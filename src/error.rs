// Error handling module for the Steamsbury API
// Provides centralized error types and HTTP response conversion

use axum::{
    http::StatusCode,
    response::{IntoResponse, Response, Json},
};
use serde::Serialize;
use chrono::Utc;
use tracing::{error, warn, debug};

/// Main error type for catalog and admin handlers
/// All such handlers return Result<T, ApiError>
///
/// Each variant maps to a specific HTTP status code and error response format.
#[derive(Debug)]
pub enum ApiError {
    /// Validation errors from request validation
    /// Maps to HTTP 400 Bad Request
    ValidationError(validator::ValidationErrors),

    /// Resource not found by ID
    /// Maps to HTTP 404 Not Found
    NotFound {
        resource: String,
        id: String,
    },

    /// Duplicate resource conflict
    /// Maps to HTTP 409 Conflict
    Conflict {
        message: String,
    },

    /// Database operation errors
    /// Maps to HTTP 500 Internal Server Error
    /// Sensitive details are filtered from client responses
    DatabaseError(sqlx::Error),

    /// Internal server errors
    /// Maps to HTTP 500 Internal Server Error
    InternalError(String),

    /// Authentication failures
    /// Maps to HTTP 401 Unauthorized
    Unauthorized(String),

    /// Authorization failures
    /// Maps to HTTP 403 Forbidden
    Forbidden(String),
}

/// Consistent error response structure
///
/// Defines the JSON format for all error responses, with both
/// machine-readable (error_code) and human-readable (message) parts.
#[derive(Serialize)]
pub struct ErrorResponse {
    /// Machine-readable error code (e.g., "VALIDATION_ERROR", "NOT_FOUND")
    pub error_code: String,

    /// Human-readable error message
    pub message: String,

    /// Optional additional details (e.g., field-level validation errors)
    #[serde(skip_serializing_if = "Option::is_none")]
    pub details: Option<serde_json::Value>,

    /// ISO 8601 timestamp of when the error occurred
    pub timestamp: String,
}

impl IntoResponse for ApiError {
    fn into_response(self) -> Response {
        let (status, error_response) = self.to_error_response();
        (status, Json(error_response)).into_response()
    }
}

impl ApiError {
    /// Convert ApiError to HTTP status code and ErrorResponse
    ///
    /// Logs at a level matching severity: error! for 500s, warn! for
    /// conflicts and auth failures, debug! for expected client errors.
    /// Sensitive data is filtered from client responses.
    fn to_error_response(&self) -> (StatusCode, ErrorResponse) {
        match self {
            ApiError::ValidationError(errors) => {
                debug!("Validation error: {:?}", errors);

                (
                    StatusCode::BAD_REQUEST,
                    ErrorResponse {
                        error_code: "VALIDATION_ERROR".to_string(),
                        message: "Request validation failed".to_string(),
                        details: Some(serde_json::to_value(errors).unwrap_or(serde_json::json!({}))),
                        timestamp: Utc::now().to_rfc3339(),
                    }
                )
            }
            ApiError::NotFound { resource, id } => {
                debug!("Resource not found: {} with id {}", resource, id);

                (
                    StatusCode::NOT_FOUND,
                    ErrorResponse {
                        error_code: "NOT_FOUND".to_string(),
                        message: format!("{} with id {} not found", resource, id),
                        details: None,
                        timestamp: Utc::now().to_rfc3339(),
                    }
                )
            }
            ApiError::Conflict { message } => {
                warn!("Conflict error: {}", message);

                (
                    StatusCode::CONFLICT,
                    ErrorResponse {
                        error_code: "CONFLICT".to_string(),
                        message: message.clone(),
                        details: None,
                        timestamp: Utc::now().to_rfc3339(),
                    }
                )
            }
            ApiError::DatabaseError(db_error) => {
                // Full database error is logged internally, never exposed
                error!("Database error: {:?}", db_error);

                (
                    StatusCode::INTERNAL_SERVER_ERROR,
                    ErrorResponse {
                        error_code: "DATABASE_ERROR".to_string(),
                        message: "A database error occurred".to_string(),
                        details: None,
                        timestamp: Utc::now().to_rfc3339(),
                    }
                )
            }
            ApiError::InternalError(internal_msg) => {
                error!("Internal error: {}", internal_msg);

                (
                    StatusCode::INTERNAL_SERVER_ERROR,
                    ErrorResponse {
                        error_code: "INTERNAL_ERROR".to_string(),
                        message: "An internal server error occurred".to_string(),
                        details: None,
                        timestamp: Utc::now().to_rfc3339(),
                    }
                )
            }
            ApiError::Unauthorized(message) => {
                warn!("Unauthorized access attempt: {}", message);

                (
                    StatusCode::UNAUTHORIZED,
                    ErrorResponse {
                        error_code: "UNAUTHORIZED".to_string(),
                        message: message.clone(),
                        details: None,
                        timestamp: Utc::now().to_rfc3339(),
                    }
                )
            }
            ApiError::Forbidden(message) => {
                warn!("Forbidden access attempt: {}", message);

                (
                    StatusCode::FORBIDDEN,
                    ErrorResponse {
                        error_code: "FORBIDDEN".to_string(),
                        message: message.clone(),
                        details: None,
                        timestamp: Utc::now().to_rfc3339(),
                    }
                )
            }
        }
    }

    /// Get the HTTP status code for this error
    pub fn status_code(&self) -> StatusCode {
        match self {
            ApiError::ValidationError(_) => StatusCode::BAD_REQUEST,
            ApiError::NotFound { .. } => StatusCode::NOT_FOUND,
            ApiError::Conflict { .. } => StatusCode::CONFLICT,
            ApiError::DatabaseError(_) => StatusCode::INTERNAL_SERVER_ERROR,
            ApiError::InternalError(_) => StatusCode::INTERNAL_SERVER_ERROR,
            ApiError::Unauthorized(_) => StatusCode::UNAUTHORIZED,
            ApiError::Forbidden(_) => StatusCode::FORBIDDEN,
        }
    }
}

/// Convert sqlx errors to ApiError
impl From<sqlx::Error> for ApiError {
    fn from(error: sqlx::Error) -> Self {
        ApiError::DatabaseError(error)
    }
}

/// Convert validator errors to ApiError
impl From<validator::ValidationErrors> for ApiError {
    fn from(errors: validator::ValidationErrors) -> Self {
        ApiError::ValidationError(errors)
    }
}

□ □ □

Lines to set down from above: the line with "code and ErrorResponse", the line with "from client responses.", and every line between, each exactly as written.

    /// Convert ApiError to HTTP status code and ErrorResponse
    ///
    /// Logs at a level matching severity: error! for 500s, warn! for
    /// conflicts and auth failures, debug! for expected client errors.
    /// Sensitive data is filtered from client responses.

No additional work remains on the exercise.